→ **WHAT YOU WILL DO**: Copy exactly, please, each line of the data below until the line that contains "fetched under; resetting" has been copied, beginning at the top.

Start of PROVIDED ENTRIES

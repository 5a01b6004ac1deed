//! Per-query `{loading, error, data}` state.
//!
//! The store is the client's copy of the read model. A failed fetch never
//! clears data: it keeps the last-known-good value and raises the error flag.
//! Every result carries the store generation it was fetched under; resetting
//! the store (adventurer switch, disconnect) bumps the generation so results
//! still in flight for the previous adventurer are dropped on arrival.

use std::collections::HashMap;

use survivor_core::{Adventurer, Battle, Beast, Discovery, Item};

use crate::queries::{QueryData, QueryKind};
use crate::source::SourceError;

/// State of one query.
#[derive(Debug, Clone, PartialEq)]
pub struct QueryState {
    /// A fetch is in flight.
    pub loading: bool,
    /// Message of the most recent failed fetch; cleared by the next success.
    pub error: Option<String>,
    /// Last successfully fetched data.
    pub data: Option<QueryData>,
}

impl QueryState {
    fn new() -> Self {
        Self {
            loading: false,
            error: None,
            data: None,
        }
    }

    /// Loading with nothing to show yet.
    pub fn is_initial_load(&self) -> bool {
        self.loading && self.data.is_none()
    }

    pub fn has_error(&self) -> bool {
        self.error.is_some()
    }
}

/// Result of applying a fetch outcome.
#[derive(Debug, Clone, Copy, PartialEq, Eq)]
pub enum ApplyOutcome {
    Updated,
    /// The fetch failed; previous data kept.
    Failed,
    /// Fetched under an older generation; dropped.
    Stale,
}

/// The client's copy of the read model.
#[derive(Debug, Clone)]
pub struct QueryStore {
    generation: u64,
    queries: HashMap<QueryKind, QueryState>,
}

impl Default for QueryStore {
    fn default() -> Self {
        Self::new()
    }
}

impl QueryStore {
    pub fn new() -> Self {
        Self {
            generation: 0,
            queries: QueryKind::ALL
                .into_iter()
                .map(|kind| (kind, QueryState::new()))
                .collect(),
        }
    }

    pub fn generation(&self) -> u64 {
        self.generation
    }

    pub fn state(&self, kind: QueryKind) -> &QueryState {
        // Every kind is inserted at construction and on reset.
        &self.queries[&kind]
    }

    fn state_mut(&mut self, kind: QueryKind) -> &mut QueryState {
        self.queries.entry(kind).or_insert_with(QueryState::new)
    }

    /// Mark `kind` as in flight. Ignored for stale generations.
    pub fn begin(&mut self, kind: QueryKind, generation: u64) -> bool {
        if generation != self.generation {
            return false;
        }
        self.state_mut(kind).loading = true;
        true
    }

    /// Apply a fetch outcome for `kind` fetched under `generation`.
    pub fn apply(
        &mut self,
        kind: QueryKind,
        generation: u64,
        result: Result<QueryData, SourceError>,
    ) -> ApplyOutcome {
        if generation != self.generation {
            return ApplyOutcome::Stale;
        }

        let state = self.state_mut(kind);
        state.loading = false;
        match result {
            Ok(data) if data.matches(kind) => {
                state.data = Some(data);
                state.error = None;
                ApplyOutcome::Updated
            }
            Ok(_) => {
                state.error = Some(format!("{kind} returned data of another query"));
                ApplyOutcome::Failed
            }
            Err(error) => {
                state.error = Some(error.to_string());
                ApplyOutcome::Failed
            }
        }
    }

    /// Drop an in-flight fetch without applying its result.
    pub fn abandon(&mut self, kind: QueryKind, generation: u64) {
        if generation == self.generation {
            self.state_mut(kind).loading = false;
        }
    }

    /// Clear every query and invalidate in-flight results.
    pub fn reset(&mut self) {
        self.generation += 1;
        for state in self.queries.values_mut() {
            *state = QueryState::new();
        }
    }

    pub fn is_loading(&self) -> bool {
        self.queries.values().any(|state| state.loading)
    }

    pub fn has_data(&self) -> bool {
        self.queries.values().any(|state| state.data.is_some())
    }

    // ------------------------------------------------------------------
    // Typed accessors
    // ------------------------------------------------------------------

    /// The refetched adventurer, if the indexer returned one.
    pub fn adventurer(&self) -> Option<&Adventurer> {
        match &self.state(QueryKind::AdventurerById).data {
            Some(QueryData::Adventurers(adventurers)) => adventurers.first(),
            _ => None,
        }
    }

    pub fn items(&self) -> &[Item] {
        match &self.state(QueryKind::ItemsByAdventurer).data {
            Some(QueryData::Items(items)) => items,
            _ => &[],
        }
    }

    /// Newest beast discovery, or the null discovery.
    pub fn last_beast_discovery(&self) -> Discovery {
        match &self.state(QueryKind::LastBeastDiscovery).data {
            Some(QueryData::Discoveries(discoveries)) => {
                discoveries.first().cloned().unwrap_or_default()
            }
            _ => Discovery::null(),
        }
    }

    /// Current beast, or the null beast.
    pub fn beast(&self) -> Beast {
        match &self.state(QueryKind::BeastById).data {
            Some(QueryData::Beasts(beasts)) => beasts.first().cloned().unwrap_or_default(),
            _ => Beast::null(),
        }
    }

    pub fn battles(&self) -> &[Battle] {
        match &self.state(QueryKind::BattlesByBeast).data {
            Some(QueryData::Battles(battles)) => battles,
            _ => &[],
        }
    }

    /// Newest discovery of any type, or the null discovery.
    pub fn latest_discovery(&self) -> Discovery {
        match &self.state(QueryKind::LatestDiscovery).data {
            Some(QueryData::Discoveries(discoveries)) => {
                discoveries.first().cloned().unwrap_or_default()
            }
            _ => Discovery::null(),
        }
    }

    /// Newest battle against any beast.
    pub fn last_battle(&self) -> Option<&Battle> {
        match &self.state(QueryKind::LastBattle).data {
            Some(QueryData::Battles(battles)) => battles.first(),
            _ => None,
        }
    }
}

#[cfg(test)]
mod tests {
    use super::*;

    fn items(ids: &[u64]) -> QueryData {
        QueryData::Items(
            ids.iter()
                .map(|&id| Item {
                    id,
                    ..Item::default()
                })
                .collect(),
        )
    }

    #[test]
    fn fresh_store_is_empty_and_idle() {
        let store = QueryStore::new();
        assert!(!store.is_loading());
        assert!(!store.has_data());
        assert!(store.items().is_empty());
        assert!(store.beast().is_null());
        assert_eq!(store.last_beast_discovery(), Discovery::null());
        assert!(store.adventurer().is_none());
        assert_eq!(store.latest_discovery(), Discovery::null());
        assert!(store.last_battle().is_none());
    }

    #[test]
    fn activity_accessors_read_their_own_queries() {
        let mut store = QueryStore::new();
        let generation = store.generation();
        let found = Discovery {
            adventurer_id: 1,
            entity_id: Some(4),
            ..Discovery::default()
        };
        store.apply(
            QueryKind::LatestDiscovery,
            generation,
            Ok(QueryData::Discoveries(vec![found.clone()])),
        );
        store.apply(
            QueryKind::LastBattle,
            generation,
            Ok(QueryData::Battles(vec![Battle {
                beast_id: 2,
                ..Battle::default()
            }])),
        );

        assert_eq!(store.latest_discovery(), found);
        assert_eq!(store.last_battle().map(|b| b.beast_id), Some(2));
        assert_eq!(store.last_beast_discovery(), Discovery::null());
        assert!(store.battles().is_empty());
    }

    #[test]
    fn failed_fetch_keeps_previous_data() {
        let mut store = QueryStore::new();
        let generation = store.generation();
        store.begin(QueryKind::ItemsByAdventurer, generation);
        assert!(store.state(QueryKind::ItemsByAdventurer).is_initial_load());

        let outcome = store.apply(QueryKind::ItemsByAdventurer, generation, Ok(items(&[1, 2])));
        assert_eq!(outcome, ApplyOutcome::Updated);

        store.begin(QueryKind::ItemsByAdventurer, generation);
        let outcome = store.apply(
            QueryKind::ItemsByAdventurer,
            generation,
            Err(SourceError::Network("timeout".into())),
        );
        assert_eq!(outcome, ApplyOutcome::Failed);

        let state = store.state(QueryKind::ItemsByAdventurer);
        assert!(!state.loading);
        assert!(state.has_error());
        assert_eq!(store.items().len(), 2);

        store.apply(QueryKind::ItemsByAdventurer, generation, Ok(items(&[3])));
        assert!(!store.state(QueryKind::ItemsByAdventurer).has_error());
        assert_eq!(store.items()[0].id, 3);
    }

    #[test]
    fn reset_drops_in_flight_results() {
        let mut store = QueryStore::new();
        let old = store.generation();
        store.apply(QueryKind::ItemsByAdventurer, old, Ok(items(&[1])));

        store.reset();
        assert!(!store.has_data());
        assert_ne!(store.generation(), old);

        assert!(!store.begin(QueryKind::ItemsByAdventurer, old));
        let outcome = store.apply(QueryKind::ItemsByAdventurer, old, Ok(items(&[9])));
        assert_eq!(outcome, ApplyOutcome::Stale);
        assert!(store.items().is_empty());
    }

    #[test]
    fn mismatched_shape_is_an_error() {
        let mut store = QueryStore::new();
        let generation = store.generation();
        let outcome = store.apply(QueryKind::BeastById, generation, Ok(items(&[1])));
        assert_eq!(outcome, ApplyOutcome::Failed);
        assert!(store.beast().is_null());
    }
}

End of PROVIDED ENTRIES

→ **RESULT OF THE EXERCISE**:
repository 5a01b6004ac1deed
//! Per-query `{loading, error, data}` state.
//!
//! The store is the client's copy of the read model. A failed fetch never
//! clears data: it keeps the last-known-good value and raises the error flag.
//! Every result carries the store generation it was fetched under; resetting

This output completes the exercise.